Regardless of whether genome duplication per se has contributed to ecological divergence among polyploid lineages, any subsequent process of adaptation is predicted to give rise to a “home-range” advantage to each respective ploidy level as a response to natural selection locally (e.g., Clausen et al. 1940; Linhart and Grant 1996; Wang et al. 1997; Fritsche and Kaltz 2000; Bronson et al. 2003). Such local adaptation is most effectively and convincingly revealed by reciprocal transplant experiments (RTEs), whereby genotypes from different localities are transplanted among localities, including that of their own provenance. The RTEs assess adaptation by a genotype to a broad spectrum of its possible environmental range, including natural disease challenges, and can show local adaptation at both large (Schmidt and Levin 1985; Jordan 1992) and small spatial scales (Antonovics 1976; Schmitt and Gamble 1990; Bell et al. 2002).

Evidence of local adaptation has been inferred for several diploid–polyploid contact zones (Blaise et al. 1991; Felber-Girard et al. 1996; Husband and Schemske 1998; Hardy et al. 2000), but RTEs have, to our knowledge, only been carried out between diploids and descendent polyploids in the forb Ranunculus adoneus (Baack and Stanton 2005) and the grass Anthoxanthum alpinum/A. odoratum (Flegrová and Krahulec 1999). In R. adoneus, diploid and autotetraploid populations show strict spatial segregation in alpine Colorado (Baack 2004). Here, RTEs involving 10 populations over three years found no evidence for local adaptation between the cytotypes during the early phases of establishment (Baack and Stanton 2005). In Anthoxanthum, the diploid A. alpinum and its tetraploid relative A. odoratum occupy contrasting ranges in Europe. However, results from RTEs involving two populations over two years suggested a higher fitness for A. odoratum in both environments and gave little clear evidence of differential local adaptation (Flegrová and Krahulec 1999). We are thus still far from a general understanding of the relative importance and interactions of adaptive and nonadaptive processes as regulators of the distribution of different ploidy levels within polyploid complexes.
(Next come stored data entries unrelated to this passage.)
#![forbid(unsafe_code)]

//! Virtual node trees.
//!
//! A `VNode` is an immutable-per-render description of desired structure.
//! The node kind is a closed enum, so patch logic matches exhaustively
//! instead of probing optional fields. Two slots are interior-mutable
//! because patching writes them into the *new* tree while reading the old
//! one: the realized backend node id (`elm`) and an opaque component
//! instance handle carried across patches.

use std::any::Any;
use std::cell::{Cell, RefCell};
use std::rc::Rc;

use ahash::AHashMap;
use bitflags::bitflags;

use crate::backend::NodeId;

// ─── Keys and flags ──────────────────────────────────────────────────────────

/// Diff identity for children reconciliation.
#[derive(Debug, Clone, PartialEq, Eq, Hash, PartialOrd, Ord)]
pub enum Key {
    Int(i64),
    Str(String),
}

impl From<i64> for Key {
    fn from(v: i64) -> Self {
        Key::Int(v)
    }
}

impl From<&str> for Key {
    fn from(v: &str) -> Self {
        Key::Str(v.to_owned())
    }
}

impl From<String> for Key {
    fn from(v: String) -> Self {
        Key::Str(v)
    }
}

bitflags! {
    /// Render-time markers consumed by the patch engine.
    #[derive(Debug, Clone, Copy, PartialEq, Eq, Default)]
    pub struct VNodeFlags: u8 {
        /// Subtree never changes shape across renders.
        const STATIC = 1 << 0;
        /// Produced by [`VNode::cloned`] rather than a fresh render.
        const CLONED = 1 << 1;
        /// Rendered once and reused verbatim afterwards.
        const ONCE = 1 << 2;
    }
}

// ─── Data payload ────────────────────────────────────────────────────────────

/// Lifecycle hooks carried on a node's data payload. Used by component
/// collaborators to mount, update, and unmount instances bound to
/// placeholder nodes.
#[derive(Default)]
pub struct NodeHooks {
    pub init: Option<Box<dyn Fn(&VNode)>>,
    pub prepatch: Option<Box<dyn Fn(&VNode, &VNode)>>,
    pub insert: Option<Box<dyn Fn(&VNode)>>,
    pub destroy: Option<Box<dyn Fn(&VNode)>>,
}

/// Element data payload: identity key, attributes, lifecycle hooks.
#[derive(Default, Clone)]
pub struct VNodeData {
    pub key: Option<Key>,
    pub attrs: AHashMap<String, String>,
    pub hooks: Option<Rc<NodeHooks>>,
}

impl VNodeData {
    #[must_use]
    pub fn new() -> Self {
        Self::default()
    }

    #[must_use]
    pub fn key(mut self, key: impl Into<Key>) -> Self {
        self.key = Some(key.into());
        self
    }

    #[must_use]
    pub fn attr(mut self, name: impl Into<String>, value: impl Into<String>) -> Self {
        self.attrs.insert(name.into(), value.into());
        self
    }

    #[must_use]
    pub fn hooks(mut self, hooks: NodeHooks) -> Self {
        self.hooks = Some(Rc::new(hooks));
        self
    }
}

impl std::fmt::Debug for VNodeData {
    fn fmt(&self, f: &mut std::fmt::Formatter<'_>) -> std::fmt::Result {
        f.debug_struct("VNodeData")
            .field("key", &self.key)
            .field("attrs", &self.attrs)
            .field("hooks", &self.hooks.is_some())
            .finish()
    }
}

// ─── The node itself ─────────────────────────────────────────────────────────

#[derive(Debug, Clone)]
pub enum VNodeKind {
    Element {
        tag: String,
        data: Option<VNodeData>,
        children: Vec<VNode>,
    },
    Text(String),
    Comment(String),
    /// Stands in for a component whose factory has not resolved yet;
    /// realized as an empty comment. Placeholders for the same factory are
    /// patchable into each other.
    AsyncPlaceholder { factory: u64 },
}

#[derive(Clone)]
pub struct VNode {
    kind: VNodeKind,
    key: Option<Key>,
    flags: VNodeFlags,
    elm: Cell<Option<NodeId>>,
    instance: RefCell<Option<Rc<dyn Any>>>,
}

impl std::fmt::Debug for VNode {
    fn fmt(&self, f: &mut std::fmt::Formatter<'_>) -> std::fmt::Result {
        f.debug_struct("VNode")
            .field("kind", &self.kind)
            .field("key", &self.key)
            .field("flags", &self.flags)
            .field("elm", &self.elm.get())
            .field("instance", &self.instance.borrow().is_some())
            .finish()
    }
}

impl VNode {
    #[must_use]
    pub fn element(tag: impl Into<String>, data: Option<VNodeData>, children: Vec<VNode>) -> Self {
        let key = data.as_ref().and_then(|d| d.key.clone());
        Self {
            kind: VNodeKind::Element {
                tag: tag.into(),
                data,
                children,
            },
            key,
            flags: VNodeFlags::empty(),
            elm: Cell::new(None),
            instance: RefCell::new(None),
        }
    }

    #[must_use]
    pub fn text(content: impl Into<String>) -> Self {
        Self {
            kind: VNodeKind::Text(content.into()),
            key: None,
            flags: VNodeFlags::empty(),
            elm: Cell::new(None),
            instance: RefCell::new(None),
        }
    }

    #[must_use]
    pub fn comment(content: impl Into<String>) -> Self {
        Self {
            kind: VNodeKind::Comment(content.into()),
            key: None,
            flags: VNodeFlags::empty(),
            elm: Cell::new(None),
            instance: RefCell::new(None),
        }
    }

    #[must_use]
    pub fn async_placeholder(factory: u64) -> Self {
        Self {
            kind: VNodeKind::AsyncPlaceholder { factory },
            key: None,
            flags: VNodeFlags::empty(),
            elm: Cell::new(None),
            instance: RefCell::new(None),
        }
    }

    /// Shallow-meaningful clone for reusing a node across renders (static
    /// subtrees, render-once caches). Carries the realized node id and marks
    /// the copy [`VNodeFlags::CLONED`].
    #[must_use]
    pub fn cloned(&self) -> Self {
        let mut copy = self.clone();
        copy.flags |= VNodeFlags::CLONED;
        copy
    }

    #[must_use]
    pub fn with_flags(mut self, flags: VNodeFlags) -> Self {
        self.flags |= flags;
        self
    }

    // ── Accessors ──

    #[must_use]
    pub fn kind(&self) -> &VNodeKind {
        &self.kind
    }

    #[must_use]
    pub fn key(&self) -> Option<&Key> {
        self.key.as_ref()
    }

    #[must_use]
    pub fn flags(&self) -> VNodeFlags {
        self.flags
    }

    #[must_use]
    pub fn elm(&self) -> Option<NodeId> {
        self.elm.get()
    }

    pub fn set_elm(&self, elm: Option<NodeId>) {
        self.elm.set(elm);
    }

    #[must_use]
    pub fn tag(&self) -> Option<&str> {
        match &self.kind {
            VNodeKind::Element { tag, .. } => Some(tag),
            _ => None,
        }
    }

    #[must_use]
    pub fn data(&self) -> Option<&VNodeData> {
        match &self.kind {
            VNodeKind::Element { data, .. } => data.as_ref(),
            _ => None,
        }
    }

    #[must_use]
    pub fn children(&self) -> &[VNode] {
        match &self.kind {
            VNodeKind::Element { children, .. } => children,
            _ => &[],
        }
    }

    #[must_use]
    pub fn is_comment(&self) -> bool {
        matches!(self.kind, VNodeKind::Comment(_))
    }

    #[must_use]
    pub fn is_text(&self) -> bool {
        matches!(self.kind, VNodeKind::Text(_))
    }

    #[must_use]
    pub fn text_content(&self) -> Option<&str> {
        match &self.kind {
            VNodeKind::Text(t) | VNodeKind::Comment(t) => Some(t),
            _ => None,
        }
    }

    #[must_use]
    pub fn has_data(&self) -> bool {
        self.data().is_some()
    }

    /// The `type` attribute, for input-element compatibility checks.
    #[must_use]
    pub fn input_type(&self) -> Option<&str> {
        self.data().and_then(|d| d.attrs.get("type").map(String::as_str))
    }

    pub fn set_instance(&self, instance: Option<Rc<dyn Any>>) {
        *self.instance.borrow_mut() = instance;
    }

    #[must_use]
    pub fn instance(&self) -> Option<Rc<dyn Any>> {
        self.instance.borrow().clone()
    }
}

impl std::fmt::Debug for NodeHooks {
    fn fmt(&self, f: &mut std::fmt::Formatter<'_>) -> std::fmt::Result {
        f.debug_struct("NodeHooks")
            .field("init", &self.init.is_some())
            .field("prepatch", &self.prepatch.is_some())
            .field("insert", &self.insert.is_some())
            .field("destroy", &self.destroy.is_some())
            .finish()
    }
}

#[cfg(test)]
mod tests {
    use super::*;

    #[test]
    fn key_comes_from_data() {
        let n = VNode::element("li", Some(VNodeData::new().key(3)), vec![]);
        assert_eq!(n.key(), Some(&Key::Int(3)));
        let n = VNode::element("li", Some(VNodeData::new().key("row")), vec![]);
        assert_eq!(n.key(), Some(&Key::Str("row".into())));
        let n = VNode::element("li", None, vec![]);
        assert_eq!(n.key(), None);
    }

    #[test]
    fn cloned_marks_and_carries_elm() {
        let n = VNode::element("div", None, vec![]).with_flags(VNodeFlags::STATIC);
        n.set_elm(Some(NodeId(7)));
        let c = n.cloned();
        assert!(c.flags().contains(VNodeFlags::CLONED | VNodeFlags::STATIC));
        assert_eq!(c.elm(), Some(NodeId(7)));
        assert!(!n.flags().contains(VNodeFlags::CLONED));
    }

    #[test]
    fn kind_accessors() {
        let t = VNode::text("hi");
        assert!(t.is_text());
        assert_eq!(t.text_content(), Some("hi"));
        assert_eq!(t.tag(), None);
        assert!(t.children().is_empty());

        let c = VNode::comment("note");
        assert!(c.is_comment());

        let e = VNode::element(
            "input",
            Some(VNodeData::new().attr("type", "text")),
            vec![],
        );
        assert_eq!(e.input_type(), Some("text"));
        assert!(e.has_data());
    }
}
In this study, we use RTEs to test competing hypotheses regarding the distribution of lineages in the polyploid complex Mercurialis annua, in which diploid populations are parapatric to hexaploid populations at two contact zones in northwest and northeast Spain. Adaptive ecological divergence between these ploidy levels was hypothesized by Durand (1963), who noted that the hexaploids are generally found in warmer and drier areas than diploids in both Spain and North Africa. In support of his hypothesis, Durand (1963) recorded broad phytosociological associations between the hexaploid populations and species characteristic of drier sites, and between the diploid populations and species characteristic of moister sites. He also noted that several other species had their range boundaries close to the diploid–hexaploid transition (Durand 1963).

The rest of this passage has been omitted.